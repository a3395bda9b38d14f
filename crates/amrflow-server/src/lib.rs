pub mod dispatcher;
pub mod error;
pub mod routes;
pub mod state;
pub mod store;

use axum::routing::{delete, get, post, put};
use axum::Router;
use dispatcher::Dispatcher;
use std::time::Duration;
use store::Store;
use tower_http::cors::{Any, CorsLayer};

/// Build the axum Router with all API routes and middleware.
/// Used by `serve()` and available for integration testing.
pub fn build_router(store: Store) -> Router {
    let app_state = state::AppState::new(store);

    let cors = CorsLayer::new()
        .allow_origin(Any)
        .allow_methods(Any)
        .allow_headers(Any);

    Router::new()
        // Tasks
        .route("/api/tasks", get(routes::tasks::list_tasks))
        .route("/api/tasks", post(routes::tasks::create_task))
        .route("/api/tasks/{id}", delete(routes::tasks::delete_task))
        // Instances
        .route("/api/instances", get(routes::instances::list_instances))
        .route("/api/instances", post(routes::instances::create_instance))
        .route("/api/instances/{id}", get(routes::instances::get_instance))
        .route(
            "/api/instances/{id}/status",
            put(routes::instances::set_status),
        )
        .route(
            "/api/instances/{id}/status",
            get(routes::instances::get_status),
        )
        .route(
            "/api/instances/{id}/cancel",
            post(routes::instances::cancel_instance),
        )
        .layer(cors)
        .with_state(app_state)
}

/// Start the task service with a simulated executor fleet.
pub async fn serve(port: u16, fleet_size: usize, tick: Duration) -> anyhow::Result<()> {
    let addr = format!("0.0.0.0:{port}");
    let listener = tokio::net::TcpListener::bind(&addr).await?;
    serve_on(listener, fleet_size, tick).await
}

/// Start the task service on a pre-bound listener.
///
/// Unlike `serve`, this accepts a `TcpListener` that was already bound so
/// the caller can read the actual port before starting (useful when
/// `port = 0` and the OS picks a free port).
pub async fn serve_on(
    listener: tokio::net::TcpListener,
    fleet_size: usize,
    tick: Duration,
) -> anyhow::Result<()> {
    let actual_port = listener.local_addr()?.port();
    let store = Store::new();

    let dispatcher = Dispatcher::new(store.clone(), fleet_size);
    tokio::spawn(dispatcher.run(tick));

    let app = build_router(store);
    tracing::info!("amrflow task service listening on http://localhost:{actual_port}");

    axum::serve(listener, app).await?;
    Ok(())
}
use crate::client::ApiClient;
use crate::cmd::compose;
use crate::output::{print_json, print_table};
use amrflow_core::task::TaskDraft;
use amrflow_core::workflow::Workflow;
use anyhow::Context;
use clap::Subcommand;
use std::path::PathBuf;

#[derive(Subcommand)]
pub enum TaskSubcommand {
    /// Submit a composed draft as a new task
    Submit {
        file: PathBuf,
        /// Task name (falls back to the draft's name)
        #[arg(long)]
        name: Option<String>,
        /// Task description (falls back to the draft's description)
        #[arg(long)]
        description: Option<String>,
    },
    /// List stored tasks
    List,
    /// Delete a stored task
    Delete { id: String },
}

pub fn run(client: &ApiClient, subcmd: TaskSubcommand, json: bool) -> anyhow::Result<()> {
    match subcmd {
        TaskSubcommand::Submit {
            file,
            name,
            description,
        } => submit(client, &file, name, description, json),
        TaskSubcommand::List => list(client, json),
        TaskSubcommand::Delete { id } => delete(client, &id, json),
    }
}

fn submit(
    client: &ApiClient,
    file: &std::path::Path,
    name: Option<String>,
    description: Option<String>,
    json: bool,
) -> anyhow::Result<()> {
    let draft_file = compose::load_draft(file)?;
    let name = name
        .or(draft_file.name)
        .context("task name required; pass --name or set it in the draft")?;
    let description = description.or(draft_file.description).unwrap_or_default();

    // from_workflow runs the full validity check, so an incomplete draft
    // fails here instead of reaching the service.
    let workflow: &Workflow = &draft_file.composer.workflow;
    let draft = TaskDraft::from_workflow(name, description, workflow)?;
    let task = client.create_task(&draft)?;

    if json {
        print_json(&task)?;
    } else {
        println!("Submitted task '{}' [{}]", task.name, task.id);
    }
    Ok(())
}

fn list(client: &ApiClient, json: bool) -> anyhow::Result<()> {
    let tasks = client.list_tasks()?;

    if json {
        return print_json(&tasks);
    }

    if tasks.is_empty() {
        println!("No tasks available.");
        return Ok(());
    }

    let rows: Vec<Vec<String>> = tasks
        .iter()
        .map(|t| {
            vec![
                t.id.clone(),
                t.name.clone(),
                t.actions.len().to_string(),
                t.description.clone(),
            ]
        })
        .collect();
    print_table(&["ID", "NAME", "ACTIONS", "DESCRIPTION"], &rows);
    Ok(())
}

fn delete(client: &ApiClient, id: &str, json: bool) -> anyhow::Result<()> {
    client.delete_task(id)?;

    if json {
        print_json(&serde_json::json!({ "deleted": id }))?;
    } else {
        println!("Deleted task [{id}]");
    }
    Ok(())
}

┄┄┄┄┄┄┄┄┄┄

# TASK DIRECTIONS
When a line in the listing above holds the word "stored", copy it.

# RESULT
    /// List stored tasks
    /// Delete a stored task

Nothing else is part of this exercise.